- Task details: In the lines below, look for "host". Copy each line where it appears.

Saved data entries:
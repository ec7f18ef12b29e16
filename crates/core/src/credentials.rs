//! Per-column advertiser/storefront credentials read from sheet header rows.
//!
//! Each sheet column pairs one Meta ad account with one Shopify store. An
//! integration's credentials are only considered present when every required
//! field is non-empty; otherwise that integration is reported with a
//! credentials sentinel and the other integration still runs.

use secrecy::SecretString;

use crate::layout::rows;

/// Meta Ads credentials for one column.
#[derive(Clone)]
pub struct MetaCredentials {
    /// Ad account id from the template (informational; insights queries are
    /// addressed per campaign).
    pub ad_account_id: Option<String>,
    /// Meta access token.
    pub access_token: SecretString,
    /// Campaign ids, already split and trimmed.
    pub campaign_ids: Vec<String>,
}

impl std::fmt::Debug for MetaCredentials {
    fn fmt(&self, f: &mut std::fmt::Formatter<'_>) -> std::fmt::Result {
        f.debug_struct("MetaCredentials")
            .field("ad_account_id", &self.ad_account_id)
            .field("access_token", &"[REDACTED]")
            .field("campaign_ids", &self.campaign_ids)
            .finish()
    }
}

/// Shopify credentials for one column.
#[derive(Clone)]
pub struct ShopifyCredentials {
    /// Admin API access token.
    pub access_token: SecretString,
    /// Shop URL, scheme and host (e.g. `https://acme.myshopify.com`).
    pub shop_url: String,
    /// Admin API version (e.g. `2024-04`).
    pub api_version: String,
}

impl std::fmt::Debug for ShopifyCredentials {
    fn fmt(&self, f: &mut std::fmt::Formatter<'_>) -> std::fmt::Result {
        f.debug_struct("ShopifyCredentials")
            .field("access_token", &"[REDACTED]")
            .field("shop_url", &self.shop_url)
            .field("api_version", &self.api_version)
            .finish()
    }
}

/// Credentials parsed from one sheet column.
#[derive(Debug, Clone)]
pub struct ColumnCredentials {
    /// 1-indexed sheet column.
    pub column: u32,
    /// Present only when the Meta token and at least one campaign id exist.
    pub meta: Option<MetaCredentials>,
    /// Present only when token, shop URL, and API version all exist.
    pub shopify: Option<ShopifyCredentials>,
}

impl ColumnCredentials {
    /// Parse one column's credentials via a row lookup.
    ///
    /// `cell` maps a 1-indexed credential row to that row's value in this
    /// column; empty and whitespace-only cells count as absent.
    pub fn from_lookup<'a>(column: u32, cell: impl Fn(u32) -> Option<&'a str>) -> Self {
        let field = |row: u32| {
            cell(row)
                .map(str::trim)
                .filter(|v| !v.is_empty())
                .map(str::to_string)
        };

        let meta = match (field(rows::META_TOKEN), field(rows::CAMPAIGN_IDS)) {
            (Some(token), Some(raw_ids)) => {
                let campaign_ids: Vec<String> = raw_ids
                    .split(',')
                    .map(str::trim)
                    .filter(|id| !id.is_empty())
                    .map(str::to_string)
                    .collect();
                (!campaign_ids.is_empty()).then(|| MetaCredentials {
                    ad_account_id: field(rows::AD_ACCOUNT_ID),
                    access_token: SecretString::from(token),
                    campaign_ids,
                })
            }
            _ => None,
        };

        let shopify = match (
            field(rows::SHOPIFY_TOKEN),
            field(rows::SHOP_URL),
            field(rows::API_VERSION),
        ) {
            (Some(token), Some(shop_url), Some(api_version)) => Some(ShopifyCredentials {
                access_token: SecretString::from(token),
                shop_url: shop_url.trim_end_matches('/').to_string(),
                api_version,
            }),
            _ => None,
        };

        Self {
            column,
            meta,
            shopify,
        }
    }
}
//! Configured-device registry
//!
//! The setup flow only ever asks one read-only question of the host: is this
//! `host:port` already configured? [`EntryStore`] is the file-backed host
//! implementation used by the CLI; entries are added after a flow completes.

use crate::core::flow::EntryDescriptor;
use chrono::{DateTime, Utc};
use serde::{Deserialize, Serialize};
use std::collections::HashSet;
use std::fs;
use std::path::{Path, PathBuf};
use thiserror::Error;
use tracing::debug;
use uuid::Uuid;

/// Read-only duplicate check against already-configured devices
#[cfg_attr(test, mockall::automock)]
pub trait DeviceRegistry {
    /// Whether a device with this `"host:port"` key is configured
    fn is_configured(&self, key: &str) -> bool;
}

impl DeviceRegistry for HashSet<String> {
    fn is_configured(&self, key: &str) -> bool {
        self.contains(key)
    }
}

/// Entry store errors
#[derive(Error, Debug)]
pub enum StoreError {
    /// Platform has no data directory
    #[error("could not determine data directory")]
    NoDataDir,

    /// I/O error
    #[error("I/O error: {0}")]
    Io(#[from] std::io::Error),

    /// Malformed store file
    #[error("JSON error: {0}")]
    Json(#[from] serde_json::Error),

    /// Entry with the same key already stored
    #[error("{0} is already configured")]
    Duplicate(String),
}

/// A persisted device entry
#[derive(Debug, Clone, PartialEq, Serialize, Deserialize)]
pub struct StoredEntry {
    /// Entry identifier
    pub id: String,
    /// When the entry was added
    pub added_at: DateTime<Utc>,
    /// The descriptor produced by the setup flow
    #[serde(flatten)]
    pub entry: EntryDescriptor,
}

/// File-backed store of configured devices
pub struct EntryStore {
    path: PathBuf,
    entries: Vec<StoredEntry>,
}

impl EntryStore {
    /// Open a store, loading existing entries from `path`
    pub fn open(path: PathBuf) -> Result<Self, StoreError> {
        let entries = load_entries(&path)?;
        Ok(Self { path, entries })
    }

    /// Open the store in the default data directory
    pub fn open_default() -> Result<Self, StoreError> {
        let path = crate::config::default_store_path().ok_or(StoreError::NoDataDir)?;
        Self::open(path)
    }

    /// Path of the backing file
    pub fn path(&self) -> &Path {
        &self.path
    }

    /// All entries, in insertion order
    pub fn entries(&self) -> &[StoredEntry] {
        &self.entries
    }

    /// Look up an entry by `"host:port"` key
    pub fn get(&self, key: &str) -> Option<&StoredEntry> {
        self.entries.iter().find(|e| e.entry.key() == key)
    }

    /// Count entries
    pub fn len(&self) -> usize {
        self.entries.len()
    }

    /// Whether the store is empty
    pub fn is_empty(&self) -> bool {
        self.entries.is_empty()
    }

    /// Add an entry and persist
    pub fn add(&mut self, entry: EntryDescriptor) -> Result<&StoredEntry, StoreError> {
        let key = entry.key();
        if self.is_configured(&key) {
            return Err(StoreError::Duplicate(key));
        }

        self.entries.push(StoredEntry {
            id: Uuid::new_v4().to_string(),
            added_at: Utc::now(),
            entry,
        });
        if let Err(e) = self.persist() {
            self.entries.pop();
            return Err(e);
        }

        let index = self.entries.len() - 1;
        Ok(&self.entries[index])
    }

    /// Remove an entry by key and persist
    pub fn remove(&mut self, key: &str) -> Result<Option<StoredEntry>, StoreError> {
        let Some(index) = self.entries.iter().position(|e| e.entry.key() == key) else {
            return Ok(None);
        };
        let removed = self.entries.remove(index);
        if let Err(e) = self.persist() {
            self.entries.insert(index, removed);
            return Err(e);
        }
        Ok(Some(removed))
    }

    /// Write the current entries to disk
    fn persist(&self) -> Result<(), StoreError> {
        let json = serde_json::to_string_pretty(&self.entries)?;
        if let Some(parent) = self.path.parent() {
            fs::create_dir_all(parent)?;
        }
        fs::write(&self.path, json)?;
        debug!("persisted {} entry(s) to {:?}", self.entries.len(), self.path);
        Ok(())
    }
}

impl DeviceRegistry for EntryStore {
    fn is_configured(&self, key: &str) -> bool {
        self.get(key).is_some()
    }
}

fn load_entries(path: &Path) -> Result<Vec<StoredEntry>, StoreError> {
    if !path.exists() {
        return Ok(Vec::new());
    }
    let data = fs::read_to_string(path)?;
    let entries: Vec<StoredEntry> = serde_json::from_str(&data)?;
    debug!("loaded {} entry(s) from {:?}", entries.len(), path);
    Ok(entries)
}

---

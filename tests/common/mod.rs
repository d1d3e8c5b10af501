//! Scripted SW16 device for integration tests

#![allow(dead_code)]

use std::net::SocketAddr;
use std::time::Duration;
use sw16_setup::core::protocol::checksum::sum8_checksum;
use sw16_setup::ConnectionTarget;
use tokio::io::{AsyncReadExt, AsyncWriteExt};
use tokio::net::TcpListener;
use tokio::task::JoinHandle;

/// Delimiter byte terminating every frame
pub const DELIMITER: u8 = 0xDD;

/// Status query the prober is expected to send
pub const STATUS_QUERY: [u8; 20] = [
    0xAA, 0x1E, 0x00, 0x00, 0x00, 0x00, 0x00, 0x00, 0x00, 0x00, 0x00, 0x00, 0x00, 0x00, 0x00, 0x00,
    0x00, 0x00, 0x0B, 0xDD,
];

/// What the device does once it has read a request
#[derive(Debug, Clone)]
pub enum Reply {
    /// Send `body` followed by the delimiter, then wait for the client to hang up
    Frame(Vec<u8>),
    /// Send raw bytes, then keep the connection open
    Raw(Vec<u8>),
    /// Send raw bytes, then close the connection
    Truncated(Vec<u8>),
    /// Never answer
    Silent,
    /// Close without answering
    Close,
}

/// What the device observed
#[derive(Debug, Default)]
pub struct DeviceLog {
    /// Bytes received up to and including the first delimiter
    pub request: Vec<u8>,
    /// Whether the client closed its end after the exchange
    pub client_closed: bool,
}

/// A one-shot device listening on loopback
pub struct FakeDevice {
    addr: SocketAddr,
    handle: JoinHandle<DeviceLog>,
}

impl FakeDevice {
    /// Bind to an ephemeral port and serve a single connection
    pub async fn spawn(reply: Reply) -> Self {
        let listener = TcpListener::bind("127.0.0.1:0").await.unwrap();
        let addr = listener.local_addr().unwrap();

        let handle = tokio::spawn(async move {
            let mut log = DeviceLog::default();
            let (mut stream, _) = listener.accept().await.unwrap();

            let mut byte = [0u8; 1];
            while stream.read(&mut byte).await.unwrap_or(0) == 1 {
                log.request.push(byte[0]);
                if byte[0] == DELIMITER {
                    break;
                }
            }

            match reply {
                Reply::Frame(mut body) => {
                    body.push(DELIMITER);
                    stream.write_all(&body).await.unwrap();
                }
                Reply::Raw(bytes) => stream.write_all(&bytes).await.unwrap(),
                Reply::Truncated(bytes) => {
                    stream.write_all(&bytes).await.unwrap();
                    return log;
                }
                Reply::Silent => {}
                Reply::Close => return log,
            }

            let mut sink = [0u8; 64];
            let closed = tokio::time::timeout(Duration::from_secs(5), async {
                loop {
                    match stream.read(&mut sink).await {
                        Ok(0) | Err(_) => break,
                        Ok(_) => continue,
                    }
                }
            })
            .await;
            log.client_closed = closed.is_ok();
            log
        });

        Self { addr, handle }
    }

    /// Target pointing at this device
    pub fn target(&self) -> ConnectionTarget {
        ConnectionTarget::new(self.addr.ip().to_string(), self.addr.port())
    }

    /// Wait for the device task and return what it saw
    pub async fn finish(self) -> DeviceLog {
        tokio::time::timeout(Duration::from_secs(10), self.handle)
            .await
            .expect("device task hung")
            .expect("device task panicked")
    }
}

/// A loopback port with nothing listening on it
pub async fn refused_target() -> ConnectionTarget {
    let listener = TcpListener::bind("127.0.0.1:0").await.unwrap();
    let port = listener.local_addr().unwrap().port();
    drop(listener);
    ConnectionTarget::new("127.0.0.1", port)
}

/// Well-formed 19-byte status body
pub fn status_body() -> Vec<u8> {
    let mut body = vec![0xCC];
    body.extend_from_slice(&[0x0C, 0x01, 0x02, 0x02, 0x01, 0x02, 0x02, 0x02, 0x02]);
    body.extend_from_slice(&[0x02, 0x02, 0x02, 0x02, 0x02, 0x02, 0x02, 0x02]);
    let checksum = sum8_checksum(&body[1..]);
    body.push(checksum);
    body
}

---

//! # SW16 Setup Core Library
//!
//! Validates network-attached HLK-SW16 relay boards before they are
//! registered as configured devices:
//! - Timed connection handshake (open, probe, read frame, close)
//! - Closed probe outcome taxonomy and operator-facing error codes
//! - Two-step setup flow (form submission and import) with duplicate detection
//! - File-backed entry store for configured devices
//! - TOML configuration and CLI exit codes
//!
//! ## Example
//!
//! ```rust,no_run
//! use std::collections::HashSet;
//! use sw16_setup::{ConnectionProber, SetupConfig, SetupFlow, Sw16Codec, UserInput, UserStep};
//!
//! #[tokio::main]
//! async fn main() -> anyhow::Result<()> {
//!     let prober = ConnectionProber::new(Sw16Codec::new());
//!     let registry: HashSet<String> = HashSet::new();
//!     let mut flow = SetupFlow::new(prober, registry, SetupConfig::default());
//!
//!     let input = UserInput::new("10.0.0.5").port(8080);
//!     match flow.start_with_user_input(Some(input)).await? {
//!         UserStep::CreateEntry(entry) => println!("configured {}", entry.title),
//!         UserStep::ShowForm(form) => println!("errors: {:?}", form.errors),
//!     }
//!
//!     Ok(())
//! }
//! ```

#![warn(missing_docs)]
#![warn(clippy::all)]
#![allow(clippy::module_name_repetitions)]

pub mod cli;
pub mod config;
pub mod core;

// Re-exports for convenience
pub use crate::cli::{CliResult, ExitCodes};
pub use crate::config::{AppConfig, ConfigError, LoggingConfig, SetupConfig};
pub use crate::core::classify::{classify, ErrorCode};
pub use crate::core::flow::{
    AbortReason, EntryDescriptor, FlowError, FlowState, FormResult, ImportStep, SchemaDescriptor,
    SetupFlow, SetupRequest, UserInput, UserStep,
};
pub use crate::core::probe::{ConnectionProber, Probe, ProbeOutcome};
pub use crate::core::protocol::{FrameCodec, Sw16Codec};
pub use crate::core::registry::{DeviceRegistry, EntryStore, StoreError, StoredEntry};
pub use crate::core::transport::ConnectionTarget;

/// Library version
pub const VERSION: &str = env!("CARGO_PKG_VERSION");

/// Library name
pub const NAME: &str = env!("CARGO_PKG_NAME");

- Answer area:
    /// Shop URL, scheme and host (e.g. `https://acme.myshopify.com`).
//! The setup flow only ever asks one read-only question of the host: is this
//! `host:port` already configured? [`EntryStore`] is the file-backed host
    /// Whether a device with this `"host:port"` key is configured
    /// Look up an entry by `"host:port"` key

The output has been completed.